Les fleurs géantes de l'ile de Bohomée ressemblent plus à des avions de chasse qu'à des végétaux, et la raison en est qu'elles poussent à côté des champs d'aviations où les avions sont entreposés, et où elles ont comme modèle ces nobles végétaux aériens de métal. Or, nous le savons bien pour nous-même, n'avons nous pas tendance à imiter ce qui nous est proche, ce qui nous est cher, aussi proche et cher que cela vient de notre plus tendre enfance ?
Donc nulle surprise que les fleurs géantes soient fuselées, grises, avec des cockpits gonflés d'appareils incompréhensibles.
Bien des nations ennemies nous envient ce noble végétal, mais que nenni, sa préservation est affaire de sécurité nationale, et la cueillette et la vente des fleurs de Bohomée se fait de manière extrêmement contrôlée, par le Colonel Enfiaz, Dombbrozzo Piccolo Enfiaz, dont la moustache virile fait si belle impression dans les champs.

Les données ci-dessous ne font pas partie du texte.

//! Static assessment tables: questions, dimensions, label sets and the
//! threshold rules used for deterministic classification.
//!
//! These are deploy-time constants. Nothing here is mutated at runtime.

use serde::{Deserialize, Serialize};

#[derive(Debug, Clone, Copy, PartialEq, Eq, Hash, Serialize, Deserialize)]
#[serde(rename_all = "kebab-case")]
pub enum AssessmentKind {
    /// Big Five work-style questionnaire.
    WorkStyle,
    /// SAY / DO / THINK / FEEL empathy map.
    Empathy,
}

impl AssessmentKind {
    pub const ALL: [AssessmentKind; 2] = [AssessmentKind::WorkStyle, AssessmentKind::Empathy];

    pub fn as_str(&self) -> &'static str {
        match self {
            AssessmentKind::WorkStyle => "work-style",
            AssessmentKind::Empathy => "empathy",
        }
    }

    pub fn parse(value: &str) -> Option<Self> {
        Self::ALL.into_iter().find(|k| k.as_str() == value)
    }
}

impl std::fmt::Display for AssessmentKind {
    fn fmt(&self, f: &mut std::fmt::Formatter<'_>) -> std::fmt::Result {
        f.write_str(self.as_str())
    }
}

#[derive(Debug, Clone, Serialize)]
pub struct Question {
    pub id: u32,
    pub text: &'static str,
    pub dimension: &'static str,
    /// Inverts the 1–5 scale (`6 - raw`) before aggregation.
    pub reverse: bool,
}

/// A single comparison against one dimension score. Both bounds are strict.
#[derive(Debug, Clone, Copy)]
pub enum Condition {
    Above(&'static str, f64),
    Below(&'static str, f64),
}

/// A row of the threshold table. All conditions must hold for the label to apply.
#[derive(Debug, Clone, Copy)]
pub struct Rule {
    pub label: &'static str,
    pub conditions: &'static [Condition],
}

#[derive(Debug)]
pub struct AssessmentDefinition {
    pub kind: AssessmentKind,
    pub title: &'static str,
    pub instructions: &'static str,
    pub estimated_time_minutes: u32,
    pub dimensions: &'static [&'static str],
    pub questions: &'static [Question],
    /// Minimum number of answered questions before scoring is attempted.
    pub min_answers: usize,
    /// Fixed label set. Classification output is always one of these.
    pub labels: &'static [&'static str],
    pub default_label: &'static str,
    /// Evaluated in order; first match wins.
    pub rules: &'static [Rule],
}

impl AssessmentDefinition {
    pub fn question(&self, id: u32) -> Option<&Question> {
        self.questions.iter().find(|q| q.id == id)
    }

    #[cfg(test)]
    pub fn has_label(&self, label: &str) -> bool {
        self.labels.iter().any(|l| *l == label)
    }
}

pub fn definition(kind: AssessmentKind) -> &'static AssessmentDefinition {
    match kind {
        AssessmentKind::WorkStyle => &WORK_STYLE,
        AssessmentKind::Empathy => &EMPATHY,
    }
}

const fn q(id: u32, dimension: &'static str, reverse: bool, text: &'static str) -> Question {
    Question {
        id,
        text,
        dimension,
        reverse,
    }
}

pub const EXTRAVERSION: &str = "extraversion";
pub const CONSCIENTIOUSNESS: &str = "conscientiousness";
pub const OPENNESS: &str = "openness";
pub const AGREEABLENESS: &str = "agreeableness";
pub const NEUROTICISM: &str = "neuroticism";

pub const SAY: &str = "say";
pub const DO: &str = "do";
pub const THINK: &str = "think";
pub const FEEL: &str = "feel";

pub static WORK_STYLE: AssessmentDefinition = AssessmentDefinition {
    kind: AssessmentKind::WorkStyle,
    title: "Discover Your Work Style",
    instructions: "Rate each statement from 1 (Strongly Disagree) to 5 (Strongly Agree)",
    estimated_time_minutes: 6,
    dimensions: &[
        EXTRAVERSION,
        CONSCIENTIOUSNESS,
        OPENNESS,
        AGREEABLENESS,
        NEUROTICISM,
    ],
    questions: &[
        q(1, EXTRAVERSION, false, "I enjoy working in teams and collaborating with others"),
        q(2, EXTRAVERSION, true, "I prefer working independently rather than in groups"),
        q(3, EXTRAVERSION, false, "I feel energized after networking events or team meetings"),
        q(4, EXTRAVERSION, true, "I tend to be quiet in group settings"),
        q(5, EXTRAVERSION, false, "I enjoy leading discussions and presenting ideas"),
        q(6, CONSCIENTIOUSNESS, false, "I always plan ahead before starting a new project"),
        q(7, CONSCIENTIOUSNESS, true, "I often leave tasks unfinished"),
        q(8, CONSCIENTIOUSNESS, false, "I pay close attention to details"),
        q(9, CONSCIENTIOUSNESS, false, "I prefer to keep my workspace organized"),
        q(10, CONSCIENTIOUSNESS, true, "I sometimes procrastinate on important tasks"),
        q(11, OPENNESS, false, "I enjoy learning new skills and exploring new ideas"),
        q(12, OPENNESS, true, "I prefer routine and familiar tasks"),
        q(13, OPENNESS, false, "I'm comfortable adapting to changes in plans"),
        q(14, OPENNESS, false, "I enjoy creative problem-solving"),
        q(15, OPENNESS, true, "I stick to traditional methods rather than trying new approaches"),
        q(16, AGREEABLENESS, false, "I value harmony and avoid conflicts with teammates"),
        q(17, AGREEABLENESS, true, "I'm comfortable challenging others' ideas"),
        q(18, AGREEABLENESS, false, "I enjoy helping colleagues solve their problems"),
        q(19, AGREEABLENESS, false, "I prioritize team success over individual recognition"),
        q(20, AGREEABLENESS, true, "I tend to be direct and assertive in discussions"),
        q(21, NEUROTICISM, true, "I stay calm under pressure and tight deadlines"),
        q(22, NEUROTICISM, false, "I often worry about work-related tasks"),
        q(23, NEUROTICISM, true, "I handle criticism and feedback well"),
        q(24, NEUROTICISM, false, "I get stressed when things don't go as planned"),
        q(25, NEUROTICISM, true, "I maintain a positive outlook even during challenges"),
    ],
    min_answers: 20,
    labels: &[
        "Leader",
        "Collaborator",
        "Innovator",
        "Organizer",
        "Analyzer",
        "Balanced",
    ],
    default_label: "Balanced",
    rules: &[
        Rule {
            label: "Leader",
            conditions: &[
                Condition::Above(EXTRAVERSION, 70.0),
                Condition::Above(OPENNESS, 70.0),
            ],
        },
        Rule {
            label: "Collaborator",
            conditions: &[
                Condition::Above(EXTRAVERSION, 70.0),
                Condition::Above(AGREEABLENESS, 70.0),
            ],
        },
        Rule {
            label: "Innovator",
            conditions: &[
                Condition::Above(OPENNESS, 70.0),
                Condition::Below(CONSCIENTIOUSNESS, 40.0),
            ],
        },
        Rule {
            label: "Organizer",
            conditions: &[
                Condition::Above(CONSCIENTIOUSNESS, 70.0),
                Condition::Below(OPENNESS, 40.0),
            ],
        },
        Rule {
            label: "Analyzer",
            conditions: &[
                Condition::Below(EXTRAVERSION, 40.0),
                Condition::Above(CONSCIENTIOUSNESS, 70.0),
            ],
        },
    ],
};

pub static EMPATHY: AssessmentDefinition = AssessmentDefinition {
    kind: AssessmentKind::Empathy,
    title: "Empathy & Team Compatibility Assessment",
    instructions: "Rate each statement from 1 (Strongly Disagree) to 5 (Strongly Agree)",
    estimated_time_minutes: 5,
    dimensions: &[SAY, DO, THINK, FEEL],
    questions: &[
        q(1, SAY, false, "I openly share my thoughts and feelings with my team"),
        q(2, SAY, false, "I find it easy to articulate my ideas clearly"),
        q(3, SAY, true, "I avoid expressing disagreement even when I have concerns"),
        q(4, SAY, false, "I actively participate in group discussions"),
        q(5, SAY, true, "I prefer to keep my opinions to myself in meetings"),
        q(6, DO, false, "I take initiative to help colleagues without being asked"),
        q(7, DO, false, "I follow through on my commitments consistently"),
        q(8, DO, true, "I tend to wait for others to take the lead"),
        q(9, DO, false, "I actively seek feedback to improve my work"),
        q(10, DO, true, "I struggle to adapt my approach when plans change"),
        q(11, THINK, false, "I genuinely consider others' perspectives before making decisions"),
        q(12, THINK, true, "I find it difficult to understand why people react differently than I would"),
        q(13, THINK, false, "I try to see situations from multiple angles"),
        q(14, THINK, true, "I tend to judge situations based solely on my own experience"),
        q(15, THINK, false, "I recognize patterns in how different people approach problems"),
        q(16, FEEL, false, "I notice when someone seems upset or uncomfortable"),
        q(17, FEEL, true, "I'm often surprised by others' emotional reactions"),
        q(18, FEEL, false, "I can sense the mood of a room when I enter"),
        q(19, FEEL, true, "I struggle to connect with people's feelings"),
        q(20, FEEL, false, "I feel energized when helping someone through a difficult time"),
    ],
    min_answers: 15,
    labels: &["Leader", "Collaborator", "Analyst", "Mediator", "Contributor"],
    default_label: "Contributor",
    rules: &[
        Rule {
            label: "Leader",
            conditions: &[Condition::Above(SAY, 70.0), Condition::Above(DO, 70.0)],
        },
        Rule {
            label: "Collaborator",
            conditions: &[Condition::Above(DO, 75.0)],
        },
        Rule {
            label: "Analyst",
            conditions: &[Condition::Above(THINK, 75.0)],
        },
        Rule {
            label: "Mediator",
            conditions: &[Condition::Above(FEEL, 75.0)],
        },
    ],
};

#[cfg(test)]
mod tests {
    use super::*;
    use std::collections::HashSet;

    fn check_table(def: &AssessmentDefinition) {
        let ids: HashSet<u32> = def.questions.iter().map(|q| q.id).collect();
        assert_eq!(ids.len(), def.questions.len(), "duplicate question ids");

        for q in def.questions {
            assert!(
                def.dimensions.contains(&q.dimension),
                "question {} has unknown dimension {}",
                q.id,
                q.dimension
            );
        }
        for rule in def.rules {
            assert!(def.has_label(rule.label), "rule label {} not in set", rule.label);
            for c in rule.conditions {
                let dim = match c {
                    Condition::Above(d, _) | Condition::Below(d, _) => d,
                };
                assert!(def.dimensions.contains(dim));
            }
        }
        assert!(def.has_label(def.default_label));
        assert!(def.min_answers <= def.questions.len());
    }

    #[test]
    fn test_work_style_table_is_consistent() {
        check_table(&WORK_STYLE);
        assert_eq!(WORK_STYLE.questions.len(), 25);
        assert_eq!(WORK_STYLE.min_answers, 20);
    }

    #[test]
    fn test_empathy_table_is_consistent() {
        check_table(&EMPATHY);
        assert_eq!(EMPATHY.questions.len(), 20);
        assert_eq!(EMPATHY.min_answers, 15);
    }

    #[test]
    fn test_each_dimension_has_five_questions() {
        for def in [&WORK_STYLE, &EMPATHY] {
            for dim in def.dimensions {
                let count = def.questions.iter().filter(|q| q.dimension == *dim).count();
                assert_eq!(count, 5, "{} / {}", def.kind, dim);
            }
        }
    }

    #[test]
    fn test_kind_round_trips_through_path_segment() {
        for kind in AssessmentKind::ALL {
            assert_eq!(AssessmentKind::parse(kind.as_str()), Some(kind));
            let json = serde_json::to_string(&kind).unwrap();
            assert_eq!(json, format!("\"{}\"", kind.as_str()));
        }
        assert_eq!(AssessmentKind::parse("psychometric"), None);
    }
}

Lorsque, muni de son sécateur puissant, son petit panier d'osier dans le coude gauche, qu'il se penche pour couper clac ! les fleurs-avions, les dames de l'île se pressent sur le débarcadère, croyez-moi !
Mais il n'en a que faire : pourrait-il se laisser perturber par des pulsions aussi basses, alors que son rôle est si envié, important, précieux, et requiert toute son attention ? A peine un regard (altier) porté vers l'horizon infini, encombré irrégulièrement par quelque envol admirable d'un avion véritable, un espoir frémissant chez les dames (les observerait-il ?) et encore le Colonel se penche en avant vers l'objet de sa quête : sa montre, perdue il y a déjà vingt ans de ça dans ce satané champ, montre offerte par sa maman, à qui il n'a pas encore oser avouer la faute.